Many therapeutic agents are macrocyclic trisubstituted alkenes but preparation of these structures is typically inefficient and non-selective. A possible solution would entail catalytic macrocyclic ring-closing metathesis, but these transformations require high catalyst loading, conformationally rigid precursors and are often low yielding and/or non-stereoselective. Here we introduce a ring-closing metathesis strategy for synthesis of trisubstituted macrocyclic olefins in either stereoisomeric form, regardless of the level of entropic assistance. The goal was achieved by addressing several unexpected difficulties, including complications arising from pre-ring-closing metathesis alkene isomerization. The power of the method is highlighted by two examples. The first is the near-complete reversal of substrate-controlled selectivity in the formation of a macrolactam related to an antifungal natural product. The other is a late-stage stereoselective generation of an E-trisubstituted alkene in a 24-membered ring, en route to the cytotoxic natural product dolabelide C.

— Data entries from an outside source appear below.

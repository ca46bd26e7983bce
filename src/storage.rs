//! Local persistence of cart snapshots.
//!
//! Storage is a flat string-keyed map of JSON documents, the way a browser's
//! local storage is. Reads and writes are synchronous.

use std::io;

use mockall::automock;
use thiserror::Error;

mod file;
mod memory;

pub use file::FileStorage;
pub use memory::MemoryStorage;

/// Errors raised by a storage backend.
#[derive(Debug, Error)]
pub enum StorageError {
    /// The key cannot be mapped onto the backend, e.g. it is empty.
    #[error("invalid storage key: {0:?}")]
    InvalidKey(String),

    /// Underlying I/O failure.
    #[error("storage i/o error")]
    Io(#[from] io::Error),

    /// The backend's lock was poisoned by a panicking writer.
    #[error("storage lock poisoned")]
    Poisoned,
}

/// A string-keyed document store.
#[automock]
pub trait CartStorage: Send + Sync {
    /// Read the document at `key`, if any.
    ///
    /// # Errors
    ///
    /// Returns an error if the backend cannot be read.
    fn get(&self, key: &str) -> Result<Option<String>, StorageError>;

    /// Write `value` at `key`, replacing any previous document.
    ///
    /// # Errors
    ///
    /// Returns an error if the backend cannot be written.
    fn set(&self, key: &str, value: &str) -> Result<(), StorageError>;

    /// Delete the document at `key`. Deleting a missing key succeeds.
    ///
    /// # Errors
    ///
    /// Returns an error if the backend cannot be written.
    fn remove(&self, key: &str) -> Result<(), StorageError>;
}
//! Identity observer.

use std::sync::Arc;

use tokio::sync::{Mutex, watch};
use tracing::debug;

use crate::{identity::Identity, store::CartStore};

/// Drive `store` from an authentication status channel.
///
/// Applies the current identity, then every subsequent change, until the
/// sender is dropped. Intermediate values published faster than they are
/// applied are coalesced; only the latest identity is hydrated.
pub async fn observe_identity(
    store: Arc<Mutex<CartStore>>,
    mut identities: watch::Receiver<Identity>,
) {
    loop {
        let identity = identities.borrow_and_update().clone();

        debug!(?identity, "identity changed");

        store.lock().await.set_identity(identity).await;

        if identities.changed().await.is_err() {
            debug!("identity source closed; observer stopping");

            return;
        }
    }
}
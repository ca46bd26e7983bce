//! Prices

use rust_decimal::Decimal;
use rusty_money::{Money, iso};
use thiserror::Error;

use crate::items::CartLineItem;

/// Errors raised while resolving display currencies.
#[derive(Debug, Error, PartialEq)]
pub enum PricingError {
    /// The ISO 4217 code is not known.
    #[error("unknown currency code: {0}")]
    UnknownCurrency(String),
}

/// Calculates the cart total: `Σ price_per_day × rental_days × quantity`.
///
/// Returns `None` if any line amount or the running sum overflows.
pub fn total_amount(items: &[CartLineItem]) -> Option<Decimal> {
    items
        .iter()
        .try_fold(Decimal::ZERO, |total, item| total.checked_add(item.line_total()?))
}

/// Looks up an ISO currency by its alphabetic code (case-insensitive).
///
/// # Errors
///
/// - [`PricingError::UnknownCurrency`]: the code is not an ISO 4217 currency.
pub fn currency(code: &str) -> Result<&'static iso::Currency, PricingError> {
    iso::find(&code.to_ascii_uppercase())
        .ok_or_else(|| PricingError::UnknownCurrency(code.to_string()))
}

/// Projects a cart amount onto a currency for display.
pub fn to_money(amount: Decimal, currency: &'static iso::Currency) -> Money<'static, iso::Currency> {
    Money::from_decimal(amount, currency)
}
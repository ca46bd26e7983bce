use std::io;

use campus_cart::{cart::CartState, pricing};
use rusty_money::iso::Currency;
use tabled::{
    builder::Builder,
    settings::{Alignment, Style, object::Columns},
};

use crate::config::SessionConfig;

use super::write_stdout;

const HEADER: [&str; 6] = ["#", "Product", "Per day", "Qty", "Days", "Line total"];

/// Print the cart in the configured currency.
pub(super) fn print_cart(state: &CartState, config: &SessionConfig) -> Result<(), String> {
    let currency = pricing::currency(&config.currency).map_err(|error| error.to_string())?;

    write_stdout(|out| write_cart(out, state, currency))
}

/// Write the cart as a table followed by a summary.
pub(super) fn write_cart(
    out: &mut impl io::Write,
    state: &CartState,
    currency: &'static Currency,
) -> io::Result<()> {
    if state.is_empty() {
        return writeln!(out, "Cart is empty");
    }

    let mut builder = Builder::default();

    builder.push_record(HEADER);

    for (idx, item) in state.items().iter().enumerate() {
        let name = if item.product.name.is_empty() {
            item.product.id.to_string()
        } else {
            format!("{} ({})", item.product.name, item.product.id)
        };

        builder.push_record([
            format!("{}", idx + 1),
            name,
            pricing::to_money(item.product.price_per_day, currency).to_string(),
            item.quantity.to_string(),
            item.rental_days.to_string(),
            item.line_total().map_or_else(String::new, |amount| {
                pricing::to_money(amount, currency).to_string()
            }),
        ]);
    }

    let mut table = builder.build();

    table.with(Style::modern_rounded());
    table.modify(Columns::new(2..6), Alignment::right());

    writeln!(out, "{table}")?;
    writeln!(out, " Items: {}", state.item_count())?;
    writeln!(out, " Rental days: {}", state.rental_days_default())?;
    writeln!(
        out,
        " Total: {}",
        pricing::to_money(state.total_amount(), currency)
    )
}
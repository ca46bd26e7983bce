use campus_cart::products::ProductId;
use clap::Args;

use crate::config::SessionConfig;

use super::{render, session};

#[derive(Debug, Args)]
pub(crate) struct RemoveArgs {
    /// Product id
    product_id: String,
}

pub(super) async fn run(config: &SessionConfig, args: RemoveArgs) -> Result<(), String> {
    let mut store = session::open(config).await?;

    session::change_cart(&mut store, "remove item", |store| {
        store.remove_item(&ProductId::new(args.product_id))
    })
    .await?;

    render::print_cart(store.state(), config)
}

许多治疗剂是大环三取代烯烃，但这些结构的制备通常效率低下且没有选择性。一种可能的解决方案需要催化大环闭环复分解，但这些转化需要高催化剂负载、构象刚性前体，并且通常产率低和/或非立体选择性。在这里，我们介绍了一种闭环复分解策略，用于合成任一立体异构形式的三取代大环烯烃，无论熵助水平如何。该目标是通过解决几个意想不到的困难实现的，包括预闭环复分解烯烃异构化引起的并发症。两个示例突出了该方法的强大功能。第一个是在与抗真菌天然产物相关的大环内酰胺形成中底物控制选择性的几乎完全逆转。另一种是晚期立体选择性生成的24 元环中的E-三取代烯烃，在通往细胞毒性天然产物多拉贝特 C 的途中。